There also are papers which deal with friction. One possibility seems to be to reset the integral when the ball is moving again. Another possibility seems to be to work with pulses and to vary their height or length. In my case the speed of the servo motors play a role here too now, that I have a faster frame rate: The peak of a pulse cannot be reached, if it is too short.
Interesting, these servo motors also work with faster pulse period. 10ms is better than 20ms. 8ms works too but gives a strange noise.
I am now doing the frame grabbing and calculation of position in a separate cog.
This is a 2nd order integral problem. With the RC servos you control tilt angle which directly corresponds to the acceleration of the marble. You want to control position which is the 2nd integral of acceleration. I think, a single PID is very difficult to tune for this application. You should try two nested PID loops where the inner loop controls the speed of the marble.
Hm, thank you for the hint, yes, perhaps I should try something like this. Perhaps I can use a positive or negative or zero constant speed for the outer loop and do PID for the inner speed loop.
It is rather unclear to me, how I shall tune the parameters for this inner speed loop? - Well, we will see. I shall go with Pipi Langstrumpf here....
(((In this project here I am learning a lot, especially about K.D. I have done PI controllers in the past namely for temperature. With electric energy this worked well. But one was to control a closed pizza grill oven using charcoal using a controlled fan. That one never really worked. When the temperature fell below the setpoint, it was too late to reactivate the coal because the fire was gone or nearly gone. Seems to be of nth order too. Perhaps I should redo this old project and focus on the temperature gradient?)))
The reason why you need a nested control loop is this: Ideally, you need a high acceleration peak at the beginning, then during travel at nearly constant speed a tilt angle slightly above zero to compensate for the drag and finally a high negative acceleration for braking close to the destination. This complex waveform can't be achieved with a single PID loop.
The outer position control loop can be a pure P term, maybe with clipping to a maximum speed. That assures smooth decelleration and stable control near the destination position. The inner speed control loop should be a full PID controller. It can be tuned with the Ziegler-Nichols method.

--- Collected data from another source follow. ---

//! # dlgs
//!
//! Reddit dialogue corpus generation.
//!
//! ## Getting started
//!
//! ```sh
//! dlgs 0.1.0
//! reddit dialogue corpus generation tool.
//!
//! USAGE:
//!     dlgs <SUBCOMMAND>
//!
//! FLAGS:
//!     -h, --help       Prints help information
//!     -V, --version    Prints version information
//!
//! SUBCOMMANDS:
//!     download    Download monthly reddit dumps
//!     help        Prints this message or the help of the given subcommand(s)
//!     process     Extract dialogues from comment dumps
//! ```
//!
//! Logging is controlled with `RUST_LOG` (e.g. `RUST_LOG=dlgs=info`).
use std::fs::File;
use std::io::Write;

use dlgs::cli;
use dlgs::download::Downloader;
use dlgs::error::Error;
use dlgs::filtering::CommentFilter;
use dlgs::pipeline::{DialoguesBuilder, Pipeline};
use log::{debug, error, info};
use structopt::StructOpt;

#[tokio::main]
async fn main() -> Result<(), Error> {
    env_logger::init();

    let opt = cli::Dlgs::from_args();
    debug!("cli args\n{:#?}", opt);

    match opt {
        cli::Dlgs::Download(d) => {
            let dst = d.output_dir.join("reddit_tmp");
            let downloader = Downloader::new(&d.base_url, d.retries)?;
            let results = downloader
                .download(&d.kinds()?, d.dates.months()?, &dst, d.n_tasks)
                .await?;

            let mut error_file = File::create(d.output_dir.join("errors.txt"))?;
            let mut nb_errors = 0;

            // write eventual download errors
            for failure in results.iter().filter_map(|result| result.as_ref().err()) {
                error!("Error during download: {}", failure);
                nb_errors += 1;
                match failure {
                    Error::Download { url, attempts } => writeln!(error_file, "{url}\t{attempts}")?,
                    other => writeln!(error_file, "{other}")?,
                }
            }
            info!(
                "downloaded {} files, {} errors",
                results.len() - nb_errors,
                nb_errors
            );
        }

        cli::Dlgs::Process(p) => {
            let filter = match &p.blocklist {
                Some(path) => CommentFilter::with_blocklist(path)?,
                None => CommentFilter::default(),
            };
            let filter = if p.raw_text { filter.raw_text() } else { filter };

            let mut builder = DialoguesBuilder::default();
            builder
                .src(&p.src())
                .dst(&p.dst())
                .months(p.dates.months()?)
                .dump_interval(p.dump_interval)
                .extractor(p.extractor()?);
            if let Some(workers) = p.workers {
                builder.workers(workers);
            }
            if let Some(valid_split) = p.valid_split {
                builder.valid_split(valid_split);
            }

            let stats = builder.build(filter)?.run()?;
            let nb_samples: usize = stats
                .iter()
                .map(|s| s.train_samples + s.valid_samples)
                .sum();
            info!("{} files processed, {} samples", stats.len(), nb_samples);
        }
    };
    Ok(())
}
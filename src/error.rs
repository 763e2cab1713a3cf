//! Error enum
use std::path::PathBuf;

#[derive(Debug)]
pub enum Error {
    Io(std::io::Error),
    Serde(serde_json::Error),
    Reqwest(reqwest::Error),
    Url(url::ParseError),
    Custom(String),
    /// A month has no entry in the dump index.
    MissingDump((i32, u32)),
    /// All attempts to fetch `url` failed.
    Download { url: String, attempts: usize },
    /// A comment line could not be turned into a [crate::comment::Comment].
    Decode(String),
    /// A pipeline stage thread panicked.
    WorkerPanic(String),
    /// One or more per-file jobs failed, the others ran to completion.
    Jobs(Vec<(PathBuf, String)>),
}

impl std::fmt::Display for Error {
    fn fmt(&self, f: &mut std::fmt::Formatter<'_>) -> std::fmt::Result {
        match self {
            Error::Io(e) => write!(f, "io error: {e}"),
            Error::Serde(e) => write!(f, "serialization error: {e}"),
            Error::Reqwest(e) => write!(f, "http error: {e}"),
            Error::Url(e) => write!(f, "url error: {e}"),
            Error::Custom(s) => write!(f, "{s}"),
            Error::MissingDump((year, month)) => {
                write!(f, "no dump found for {year}-{month:02}")
            }
            Error::Download { url, attempts } => {
                write!(f, "could not download {url} after {attempts} attempts")
            }
            Error::Decode(s) => write!(f, "could not decode comment: {s}"),
            Error::WorkerPanic(s) => write!(f, "worker panicked: {s}"),
            Error::Jobs(failures) => write!(f, "{} job(s) failed", failures.len()),
        }
    }
}

impl std::error::Error for Error {}

impl From<std::io::Error> for Error {
    fn from(e: std::io::Error) -> Error {
        Error::Io(e)
    }
}

impl From<serde_json::Error> for Error {
    fn from(e: serde_json::Error) -> Error {
        Error::Serde(e)
    }
}

impl From<reqwest::Error> for Error {
    fn from(e: reqwest::Error) -> Error {
        Error::Reqwest(e)
    }
}

impl From<url::ParseError> for Error {
    fn from(e: url::ParseError) -> Error {
        Error::Url(e)
    }
}

impl From<String> for Error {
    fn from(s: String) -> Error {
        Error::Custom(s)
    }
}
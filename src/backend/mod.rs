//! Model backends: the network side of every LLM strategy.
//!
//! A backend offers up to three capabilities, matching what real servers
//! expose:
//!
//! | Capability | Request | Reply |
//! |------------|---------|-------|
//! | [`ModelBackend::chat`] | system prompt, text, images, file ids | model text |
//! | [`ModelBackend::upload`] | original file bytes | opaque file id |
//! | [`ModelBackend::submit_file`] | original file bytes + prompt | text or structured JSON |
//!
//! Strategies only depend on this trait, so tests drive the whole pipeline
//! with an in-memory backend and no network.

pub mod http;
pub mod llm;
pub mod oom;

use crate::document::SourceFile;
use crate::error::BackendError;
use crate::pipeline::encode::EncodedImage;
use async_trait::async_trait;
use serde_json::Value;

pub use http::HttpBackend;
pub use llm::LlmProviderBackend;
pub use oom::{MarkerOomDetector, OomDetector};

/// One request to a model.
#[derive(Debug, Clone, Default)]
pub struct ModelRequest {
    pub system_prompt: String,
    pub user_text: String,
    /// Page images, sent one message per page.
    pub images: Vec<EncodedImage>,
    /// Ids returned by [`ModelBackend::upload`] that the model should read.
    pub file_ids: Vec<String>,
    pub model: Option<String>,
    pub temperature: f32,
    pub max_tokens: usize,
}

/// Reply to a raw file submission.
#[derive(Debug, Clone, PartialEq)]
pub enum BackendReply {
    /// Free-form model text; goes through the repairer.
    Text(String),
    /// The server already returned a structured analysis.
    Structured(Value),
}

/// A file stored by the backend's retrieval service.
#[derive(Debug, Clone, PartialEq, Eq)]
pub struct UploadedFile {
    pub id: String,
    pub name: String,
}

#[async_trait]
pub trait ModelBackend: Send + Sync {
    /// Short label for logs and `source` fields.
    fn name(&self) -> &str;

    /// Whether requests must name a model explicitly. Servers that route to
    /// a default model (hosted providers) return `false`.
    fn needs_model(&self) -> bool {
        false
    }

    /// Chat completion; returns the assistant text.
    async fn chat(&self, request: &ModelRequest) -> Result<String, BackendError>;

    /// Store a file for later reference by id.
    async fn upload(&self, file: &SourceFile) -> Result<UploadedFile, BackendError> {
        let _ = file;
        Err(BackendError::Unsupported {
            capability: "file upload".into(),
        })
    }

    /// Forward the original file untouched together with the prompt.
    async fn submit_file(
        &self,
        file: &SourceFile,
        request: &ModelRequest,
    ) -> Result<BackendReply, BackendError> {
        let _ = (file, request);
        Err(BackendError::Unsupported {
            capability: "raw file submission".into(),
        })
    }
}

And yes, I know, I also struggeled a lot with temperature controllers. I've tried to build a selective soldering machine using a melting pot on an electrical cooking plate. With normal resistive heating it never really worked because of the huge thermal inertia of the cast iron plate. I got excessive overshots of temperature even with PID control instead of a simple on/off thermostat. I've fixed it by using induction heating which has zero inertia and can go from zero to full power and back instantly. Difficult with charcoal...
So I tried an outer 3 point controller with additional slow integral. Idea is that the slow integral shall deal with general servo trim. Output is a setvalue for speed.
Inner PID working on speed. Faster integral with limit. Additional pulses to overcome sticking of the ball.
Also went to floating point math for the controllers. It is more easy to dial the parameters.
Unfortunately the result is not really better.
Main problem is still the waviness and roughness of the thin black paper cardboard which is used as plain.
X: Time in ms. Y: travel in 10*pixel
To do the original maze game, a precision of about +/- 5mm, which is +/- 2.5pixels, is needed. The wooden basis is more even, but roughness might be similar or even worse. So this is not looking good. I probably need some other means to overcome sticking. These servos are too slow to generate short pulses.
Ha! Found a bug and also, that one of the servos motors can't cope with 10ms period so back to 20ms.